EXERCISE MATERIALS Start Marker

use serde::{Deserialize, Serialize};

/// Current protocol version.  Bump this when the wire format changes in a
/// breaking way.  Clients check this on connect and can refuse to talk to an
/// incompatible daemon.
pub const PROTOCOL_VERSION: u32 = 1;

/// Largest frame body a peer may announce.
pub const MAX_FRAME_BYTES: usize = 1024 * 1024;

/// Messages sent from a control client to the daemon
#[derive(Debug, Clone, Serialize, Deserialize)]
#[serde(tag = "cmd")]
pub enum Command {
    /// Tune to the channel at `index` in the daemon's channel list.
    Select { index: usize },
    /// Tune to an arbitrary stream URL that is not in the channel list.
    SelectUrl { url: String },
    Next,
    Prev,
    Random,
    TogglePower,
    /// Volume in percent, 0–100.
    Volume { percent: f32 },
    ToggleMute,
    SetMuted { muted: bool },
    Fullscreen { on: bool },
    GetState,
    /// Ask for the channel list filtered by name/category.
    Search { term: String },
}

/// Messages sent from the daemon to clients (broadcasts)
#[derive(Debug, Clone, Serialize, Deserialize)]
#[serde(tag = "broadcast")]
pub enum Broadcast {
    /// Sent immediately on connect: daemon version + full state snapshot.
    Hello {
        protocol_version: u32,
        daemon_rev: u64,
        state: PlayerSnapshot,
    },
    State {
        data: PlayerSnapshot,
    },
    Channels {
        channels: Vec<ChannelRecord>,
    },
    Log {
        message: String,
    },
    Error {
        message: String,
    },
}

/// One entry of a station/channel directory.
#[derive(Debug, Clone, Serialize, Deserialize, Default, PartialEq, Eq)]
pub struct ChannelRecord {
    pub name: String,
    pub url: String,
    /// Logo / favicon URL, empty when the directory has none.
    #[serde(default)]
    pub artwork_url: String,
    /// Group / genre label.
    #[serde(default)]
    pub category: String,
}

/// How a source URL is delivered.
#[derive(Debug, Clone, Copy, Serialize, Deserialize, PartialEq, Eq)]
pub enum TransportMode {
    /// A single file or endless byte stream, handed straight to the sink.
    Progressive,
    /// Segmented stream described by an `.m3u8` manifest.
    AdaptiveStream,
}

/// Controller state.  Exactly one value at a time.
#[derive(Debug, Clone, Serialize, Deserialize, PartialEq, Eq, Default)]
pub enum PlaybackState {
    #[default]
    Off,
    Loading,
    Playing,
    Error(String),
}

impl PlaybackState {
    /// Short label for status lines.
    pub fn label(&self) -> &str {
        match self {
            PlaybackState::Off => "off",
            PlaybackState::Loading => "loading",
            PlaybackState::Playing => "playing",
            PlaybackState::Error(_) => "error",
        }
    }

    pub fn is_error(&self) -> bool {
        matches!(self, PlaybackState::Error(_))
    }
}

/// Volume as last reported by the sink.
#[derive(Debug, Clone, Copy, Serialize, Deserialize, PartialEq)]
pub struct VolumeState {
    /// Linear level in [0, 1].
    pub level: f32,
    pub muted: bool,
}

impl Default for VolumeState {
    fn default() -> Self {
        Self {
            level: 0.7,
            muted: false,
        }
    }
}

impl VolumeState {
    /// Level as a whole percentage, for display.
    pub fn percent(&self) -> u8 {
        (self.level.clamp(0.0, 1.0) * 100.0).round() as u8
    }

    /// True when nothing is audible, either by mute or by zero level.
    pub fn is_silent(&self) -> bool {
        self.muted || self.level <= 0.0
    }
}

/// Externally observable player state.  `rev` is a monotonically increasing
/// counter incremented every time the snapshot changes.
#[derive(Debug, Clone, Serialize, Deserialize, Default, PartialEq)]
pub struct PlayerSnapshot {
    #[serde(default)]
    pub rev: u64,
    pub state: PlaybackState,
    pub source: Option<String>,
    /// Index of `source` in the daemon's channel list, when it came from there.
    #[serde(default)]
    pub channel: Option<usize>,
    pub transport: Option<TransportMode>,
    pub generation: u64,
    pub volume: VolumeState,
    /// Whether the sink itself reports being paused.  Can be true while
    /// `state` is `Playing` when autoplay was refused.
    #[serde(default)]
    pub paused: bool,
    #[serde(default)]
    pub ended: bool,
    #[serde(default)]
    pub fullscreen: bool,
    pub position_secs: Option<f64>,
    pub duration_secs: Option<f64>,
}

impl PlayerSnapshot {
    /// Playback position as a percentage of a finite duration.
    pub fn progress_percent(&self) -> Option<f64> {
        match (self.position_secs, self.duration_secs) {
            (Some(pos), Some(dur)) if dur.is_finite() && dur > 0.0 => {
                Some((pos / dur * 100.0).clamp(0.0, 100.0))
            }
            _ => None,
        }
    }
}

/// Render seconds as `m:ss`.
pub fn format_clock(secs: f64) -> String {
    if !secs.is_finite() || secs < 0.0 {
        return "0:00".to_string();
    }
    let total = secs.floor() as u64;
    format!("{}:{:02}", total / 60, total % 60)
}

/// Wrapper for socket communication
#[derive(Debug, Clone, Serialize, Deserialize)]
#[serde(untagged)]
pub enum Message {
    Command(Command),
    Broadcast(Broadcast),
}

impl Message {
    pub fn encode(&self) -> anyhow::Result<Vec<u8>> {
        let json = serde_json::to_vec(self)?;
        let len = json.len() as u32;
        let mut result = Vec::with_capacity(4 + json.len());
        result.extend_from_slice(&len.to_be_bytes());
        result.extend_from_slice(&json);
        Ok(result)
    }

    /// Body length announced by the frame header, if the header is complete.
    pub fn frame_len(data: &[u8]) -> Option<usize> {
        let header: [u8; 4] = data.get(..4)?.try_into().ok()?;
        Some(u32::from_be_bytes(header) as usize)
    }

    pub fn decode(data: &[u8]) -> anyhow::Result<(Self, usize)> {
        if data.len() < 4 {
            anyhow::bail!("Insufficient data for length header");
        }
        let len = u32::from_be_bytes([data[0], data[1], data[2], data[3]]) as usize;
        if data.len() < 4 + len {
            anyhow::bail!("Insufficient data for message");
        }
        let msg: Self = serde_json::from_slice(&data[4..4 + len])?;
        Ok((msg, 4 + len))
    }
}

EXERCISE MATERIALS End Marker

■ **PROBLEM DESCRIPTION**
Please set down the entire listing once more, exactly as it stands.

■ **RESPONSE TO THIS EXERCISE**
use serde::{Deserialize, Serialize};

/// Current protocol version.  Bump this when the wire format changes in a
/// breaking way.  Clients check this on connect and can refuse to talk to an
/// incompatible daemon.
pub const PROTOCOL_VERSION: u32 = 1;

/// Largest frame body a peer may announce.
pub const MAX_FRAME_BYTES: usize = 1024 * 1024;

/// Messages sent from a control client to the daemon
#[derive(Debug, Clone, Serialize, Deserialize)]
#[serde(tag = "cmd")]
pub enum Command {
    /// Tune to the channel at `index` in the daemon's channel list.
    Select { index: usize },
    /// Tune to an arbitrary stream URL that is not in the channel list.
    SelectUrl { url: String },
    Next,
    Prev,
    Random,
    TogglePower,
    /// Volume in percent, 0–100.
    Volume { percent: f32 },
    ToggleMute,
    SetMuted { muted: bool },
    Fullscreen { on: bool },
    GetState,
    /// Ask for the channel list filtered by name/category.
    Search { term: String },
}

/// Messages sent from the daemon to clients (broadcasts)
#[derive(Debug, Clone, Serialize, Deserialize)]
#[serde(tag = "broadcast")]
pub enum Broadcast {
    /// Sent immediately on connect: daemon version + full state snapshot.
    Hello {
        protocol_version: u32,
        daemon_rev: u64,
        state: PlayerSnapshot,
    },
    State {
        data: PlayerSnapshot,
    },
    Channels {
        channels: Vec<ChannelRecord>,
    },
    Log {
        message: String,
    },
    Error {
        message: String,
    },
}

/// One entry of a station/channel directory.
#[derive(Debug, Clone, Serialize, Deserialize, Default, PartialEq, Eq)]
pub struct ChannelRecord {
    pub name: String,
    pub url: String,
    /// Logo / favicon URL, empty when the directory has none.
    #[serde(default)]
    pub artwork_url: String,
    /// Group / genre label.
    #[serde(default)]
    pub category: String,
}

/// How a source URL is delivered.
#[derive(Debug, Clone, Copy, Serialize, Deserialize, PartialEq, Eq)]
pub enum TransportMode {
    /// A single file or endless byte stream, handed straight to the sink.
    Progressive,
    /// Segmented stream described by an `.m3u8` manifest.
    AdaptiveStream,
}

/// Controller state.  Exactly one value at a time.
#[derive(Debug, Clone, Serialize, Deserialize, PartialEq, Eq, Default)]
pub enum PlaybackState {
    #[default]
    Off,
    Loading,
    Playing,
    Error(String),
}

impl PlaybackState {
    /// Short label for status lines.
    pub fn label(&self) -> &str {
        match self {
            PlaybackState::Off => "off",
            PlaybackState::Loading => "loading",
            PlaybackState::Playing => "playing",
            PlaybackState::Error(_) => "error",
        }
    }

    pub fn is_error(&self) -> bool {
        matches!(self, PlaybackState::Error(_))
    }
}

/// Volume as last reported by the sink.
#[derive(Debug, Clone, Copy, Serialize, Deserialize, PartialEq)]
pub struct VolumeState {
    /// Linear level in [0, 1].
    pub level: f32,
    pub muted: bool,
}

impl Default for VolumeState {
    fn default() -> Self {
        Self {
            level: 0.7,
            muted: false,
        }
    }
}

impl VolumeState {
    /// Level as a whole percentage, for display.
    pub fn percent(&self) -> u8 {
        (self.level.clamp(0.0, 1.0) * 100.0).round() as u8
    }

    /// True when nothing is audible, either by mute or by zero level.
    pub fn is_silent(&self) -> bool {
        self.muted || self.level <= 0.0
    }
}

/// Externally observable player state.  `rev` is a monotonically increasing
/// counter incremented every time the snapshot changes.
#[derive(Debug, Clone, Serialize, Deserialize, Default, PartialEq)]
pub struct PlayerSnapshot {
    #[serde(default)]
    pub rev: u64,
    pub state: PlaybackState,
    pub source: Option<String>,
    /// Index of `source` in the daemon's channel list, when it came from there.
    #[serde(default)]
    pub channel: Option<usize>,
    pub transport: Option<TransportMode>,
    pub generation: u64,
    pub volume: VolumeState,
    /// Whether the sink itself reports being paused.  Can be true while
    /// `state` is `Playing` when autoplay was refused.
    #[serde(default)]
    pub paused: bool,
    #[serde(default)]
    pub ended: bool,
    #[serde(default)]
    pub fullscreen: bool,
    pub position_secs: Option<f64>,
    pub duration_secs: Option<f64>,
}

impl PlayerSnapshot {
    /// Playback position as a percentage of a finite duration.
    pub fn progress_percent(&self) -> Option<f64> {
        match (self.position_secs, self.duration_secs) {
            (Some(pos), Some(dur)) if dur.is_finite() && dur > 0.0 => {
                Some((pos / dur * 100.0).clamp(0.0, 100.0))
            }
            _ => None,
        }
    }
}

/// Render seconds as `m:ss`.
pub fn format_clock(secs: f64) -> String {
    if !secs.is_finite() || secs < 0.0 {
        return "0:00".to_string();
    }
    let total = secs.floor() as u64;
    format!("{}:{:02}", total / 60, total % 60)
}

/// Wrapper for socket communication
#[derive(Debug, Clone, Serialize, Deserialize)]
#[serde(untagged)]
pub enum Message {
    Command(Command),
    Broadcast(Broadcast),
}

impl Message {
    pub fn encode(&self) -> anyhow::Result<Vec<u8>> {
        let json = serde_json::to_vec(self)?;
        let len = json.len() as u32;
        let mut result = Vec::with_capacity(4 + json.len());
        result.extend_from_slice(&len.to_be_bytes());
        result.extend_from_slice(&json);
        Ok(result)
    }

    /// Body length announced by the frame header, if the header is complete.
    pub fn frame_len(data: &[u8]) -> Option<usize> {
        let header: [u8; 4] = data.get(..4)?.try_into().ok()?;
        Some(u32::from_be_bytes(header) as usize)
    }

    pub fn decode(data: &[u8]) -> anyhow::Result<(Self, usize)> {
        if data.len() < 4 {
            anyhow::bail!("Insufficient data for length header");
        }
        let len = u32::from_be_bytes([data[0], data[1], data[2], data[3]]) as usize;
        if data.len() < 4 + len {
            anyhow::bail!("Insufficient data for message");
        }
        let msg: Self = serde_json::from_slice(&data[4..4 + len])?;
        Ok((msg, 4 + len))
    }
}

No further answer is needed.